Where the records below show a line containing "nearest object of", start copying; end with the line containing "sprite effect at", and copy it too.

■ DATA FOR THIS EXERCISE:
[Start of section]
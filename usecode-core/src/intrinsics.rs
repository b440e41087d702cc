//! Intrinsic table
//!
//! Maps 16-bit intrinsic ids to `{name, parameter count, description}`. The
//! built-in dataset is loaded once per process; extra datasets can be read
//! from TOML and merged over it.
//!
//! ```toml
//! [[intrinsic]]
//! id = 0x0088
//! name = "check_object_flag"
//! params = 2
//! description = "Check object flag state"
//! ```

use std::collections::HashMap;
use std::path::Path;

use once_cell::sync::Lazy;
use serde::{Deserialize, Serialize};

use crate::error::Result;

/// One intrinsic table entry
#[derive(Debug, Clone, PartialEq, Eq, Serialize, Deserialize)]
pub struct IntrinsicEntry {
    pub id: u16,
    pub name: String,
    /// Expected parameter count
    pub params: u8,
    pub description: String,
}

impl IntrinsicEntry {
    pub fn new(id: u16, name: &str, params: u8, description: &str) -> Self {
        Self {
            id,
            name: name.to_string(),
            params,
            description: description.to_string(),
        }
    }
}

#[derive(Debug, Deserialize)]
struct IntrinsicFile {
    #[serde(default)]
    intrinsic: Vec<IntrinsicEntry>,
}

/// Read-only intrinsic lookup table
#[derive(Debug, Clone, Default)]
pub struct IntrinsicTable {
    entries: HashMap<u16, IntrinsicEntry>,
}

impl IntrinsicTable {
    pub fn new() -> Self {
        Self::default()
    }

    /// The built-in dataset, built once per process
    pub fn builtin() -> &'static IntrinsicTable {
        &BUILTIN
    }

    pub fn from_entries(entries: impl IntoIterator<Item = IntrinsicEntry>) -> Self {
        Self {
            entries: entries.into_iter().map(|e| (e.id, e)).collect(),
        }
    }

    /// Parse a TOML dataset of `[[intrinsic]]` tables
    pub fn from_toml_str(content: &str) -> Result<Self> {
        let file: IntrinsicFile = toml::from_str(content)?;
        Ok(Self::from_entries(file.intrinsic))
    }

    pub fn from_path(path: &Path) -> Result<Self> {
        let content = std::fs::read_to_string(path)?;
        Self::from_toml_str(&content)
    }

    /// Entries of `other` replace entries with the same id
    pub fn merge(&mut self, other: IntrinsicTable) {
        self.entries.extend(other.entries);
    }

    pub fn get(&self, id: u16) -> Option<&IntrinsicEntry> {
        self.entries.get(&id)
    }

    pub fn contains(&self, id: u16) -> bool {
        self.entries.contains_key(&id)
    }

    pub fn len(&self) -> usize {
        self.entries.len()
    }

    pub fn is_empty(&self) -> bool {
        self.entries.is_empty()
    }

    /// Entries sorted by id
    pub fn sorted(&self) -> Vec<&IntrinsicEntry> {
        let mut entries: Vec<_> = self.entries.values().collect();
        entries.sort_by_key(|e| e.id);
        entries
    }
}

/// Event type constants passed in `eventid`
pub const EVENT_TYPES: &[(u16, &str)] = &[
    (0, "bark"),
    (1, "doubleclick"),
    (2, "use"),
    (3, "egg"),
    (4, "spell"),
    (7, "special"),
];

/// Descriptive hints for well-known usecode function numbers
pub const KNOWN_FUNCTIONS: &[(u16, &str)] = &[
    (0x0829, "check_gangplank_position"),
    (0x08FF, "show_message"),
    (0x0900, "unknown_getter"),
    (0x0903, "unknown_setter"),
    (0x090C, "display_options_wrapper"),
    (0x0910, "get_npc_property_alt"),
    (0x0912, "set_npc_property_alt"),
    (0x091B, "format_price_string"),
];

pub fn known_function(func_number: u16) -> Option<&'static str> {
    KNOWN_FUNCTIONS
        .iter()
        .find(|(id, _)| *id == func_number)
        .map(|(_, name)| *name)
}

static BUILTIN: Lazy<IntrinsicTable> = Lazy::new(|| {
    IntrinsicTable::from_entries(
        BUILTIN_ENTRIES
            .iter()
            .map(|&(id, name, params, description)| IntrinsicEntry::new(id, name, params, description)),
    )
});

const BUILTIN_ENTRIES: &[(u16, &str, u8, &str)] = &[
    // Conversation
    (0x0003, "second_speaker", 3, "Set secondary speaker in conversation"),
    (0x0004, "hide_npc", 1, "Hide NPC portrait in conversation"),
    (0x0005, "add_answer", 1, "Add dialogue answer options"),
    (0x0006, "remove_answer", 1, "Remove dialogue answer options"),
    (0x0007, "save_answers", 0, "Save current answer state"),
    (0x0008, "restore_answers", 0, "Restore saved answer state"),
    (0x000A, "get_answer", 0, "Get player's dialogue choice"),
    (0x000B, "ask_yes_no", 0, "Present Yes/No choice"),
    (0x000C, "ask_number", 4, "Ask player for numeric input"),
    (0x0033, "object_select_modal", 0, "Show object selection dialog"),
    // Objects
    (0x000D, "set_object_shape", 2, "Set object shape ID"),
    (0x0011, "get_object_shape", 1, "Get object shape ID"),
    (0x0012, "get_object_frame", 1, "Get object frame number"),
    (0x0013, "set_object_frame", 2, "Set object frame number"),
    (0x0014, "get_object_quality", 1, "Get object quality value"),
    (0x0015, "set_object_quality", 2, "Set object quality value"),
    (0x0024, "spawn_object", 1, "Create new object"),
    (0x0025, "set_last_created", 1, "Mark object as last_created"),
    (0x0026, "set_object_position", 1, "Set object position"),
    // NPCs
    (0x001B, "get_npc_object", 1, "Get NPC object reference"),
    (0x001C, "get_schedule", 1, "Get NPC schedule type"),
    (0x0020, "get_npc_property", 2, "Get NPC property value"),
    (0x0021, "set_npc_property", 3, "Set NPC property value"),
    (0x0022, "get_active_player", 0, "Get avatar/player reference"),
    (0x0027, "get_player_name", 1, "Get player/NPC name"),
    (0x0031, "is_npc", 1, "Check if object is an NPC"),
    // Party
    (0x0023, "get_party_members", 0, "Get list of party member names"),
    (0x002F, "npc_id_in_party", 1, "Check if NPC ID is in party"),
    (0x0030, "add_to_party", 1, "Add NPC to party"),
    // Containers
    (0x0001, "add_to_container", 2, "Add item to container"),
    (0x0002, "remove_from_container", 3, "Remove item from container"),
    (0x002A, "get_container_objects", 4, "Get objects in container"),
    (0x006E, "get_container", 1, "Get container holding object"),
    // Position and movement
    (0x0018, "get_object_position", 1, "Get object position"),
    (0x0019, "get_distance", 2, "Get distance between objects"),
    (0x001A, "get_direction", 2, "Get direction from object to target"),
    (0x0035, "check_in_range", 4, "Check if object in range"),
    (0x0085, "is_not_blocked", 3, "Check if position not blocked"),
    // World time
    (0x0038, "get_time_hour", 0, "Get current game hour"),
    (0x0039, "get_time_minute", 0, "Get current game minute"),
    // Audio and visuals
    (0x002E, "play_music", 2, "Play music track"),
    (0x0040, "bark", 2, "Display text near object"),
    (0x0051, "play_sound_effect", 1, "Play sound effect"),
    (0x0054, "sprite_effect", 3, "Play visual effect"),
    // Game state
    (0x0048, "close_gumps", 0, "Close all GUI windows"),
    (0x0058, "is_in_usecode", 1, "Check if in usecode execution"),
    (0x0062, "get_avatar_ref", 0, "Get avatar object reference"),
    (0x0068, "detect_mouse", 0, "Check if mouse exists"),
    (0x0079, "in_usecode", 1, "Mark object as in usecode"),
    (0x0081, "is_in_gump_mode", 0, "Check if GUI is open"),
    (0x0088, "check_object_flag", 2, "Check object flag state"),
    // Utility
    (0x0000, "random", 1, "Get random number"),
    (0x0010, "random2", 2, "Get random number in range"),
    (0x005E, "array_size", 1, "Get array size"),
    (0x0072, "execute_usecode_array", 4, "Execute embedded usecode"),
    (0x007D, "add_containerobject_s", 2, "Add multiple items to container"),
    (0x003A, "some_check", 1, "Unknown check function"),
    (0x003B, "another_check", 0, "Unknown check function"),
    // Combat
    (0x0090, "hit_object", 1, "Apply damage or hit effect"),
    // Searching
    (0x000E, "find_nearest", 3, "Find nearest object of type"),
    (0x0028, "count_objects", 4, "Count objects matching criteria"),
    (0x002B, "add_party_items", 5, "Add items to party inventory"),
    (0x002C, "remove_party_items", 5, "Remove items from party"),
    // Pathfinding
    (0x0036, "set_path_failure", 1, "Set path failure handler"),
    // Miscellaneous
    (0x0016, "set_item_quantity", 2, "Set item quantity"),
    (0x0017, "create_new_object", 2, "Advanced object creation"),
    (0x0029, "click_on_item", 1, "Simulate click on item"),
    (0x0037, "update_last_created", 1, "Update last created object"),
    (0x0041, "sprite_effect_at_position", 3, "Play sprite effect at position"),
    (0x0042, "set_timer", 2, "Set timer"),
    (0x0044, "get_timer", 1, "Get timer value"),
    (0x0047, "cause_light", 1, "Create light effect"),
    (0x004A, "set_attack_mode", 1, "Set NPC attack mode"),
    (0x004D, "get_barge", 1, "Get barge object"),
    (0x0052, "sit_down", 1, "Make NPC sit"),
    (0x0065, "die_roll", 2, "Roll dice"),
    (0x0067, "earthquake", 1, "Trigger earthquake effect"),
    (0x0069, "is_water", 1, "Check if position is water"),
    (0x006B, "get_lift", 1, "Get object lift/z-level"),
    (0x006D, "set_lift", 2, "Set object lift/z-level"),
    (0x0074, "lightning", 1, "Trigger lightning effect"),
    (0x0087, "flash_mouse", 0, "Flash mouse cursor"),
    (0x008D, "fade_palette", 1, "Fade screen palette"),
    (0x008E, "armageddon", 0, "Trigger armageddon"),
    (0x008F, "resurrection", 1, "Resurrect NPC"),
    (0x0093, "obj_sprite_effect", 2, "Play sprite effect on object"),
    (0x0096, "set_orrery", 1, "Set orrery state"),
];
[End of section]
■ FINISHED TASK:
    (0x000E, "find_nearest", 3, "Find nearest object of type"),
    (0x0028, "count_objects", 4, "Count objects matching criteria"),
    (0x002B, "add_party_items", 5, "Add items to party inventory"),
    (0x002C, "remove_party_items", 5, "Remove items from party"),
    // Pathfinding
    (0x0036, "set_path_failure", 1, "Set path failure handler"),
    // Miscellaneous
    (0x0016, "set_item_quantity", 2, "Set item quantity"),
    (0x0017, "create_new_object", 2, "Advanced object creation"),
    (0x0029, "click_on_item", 1, "Simulate click on item"),
    (0x0037, "update_last_created", 1, "Update last created object"),
    (0x0041, "sprite_effect_at_position", 3, "Play sprite effect at position"),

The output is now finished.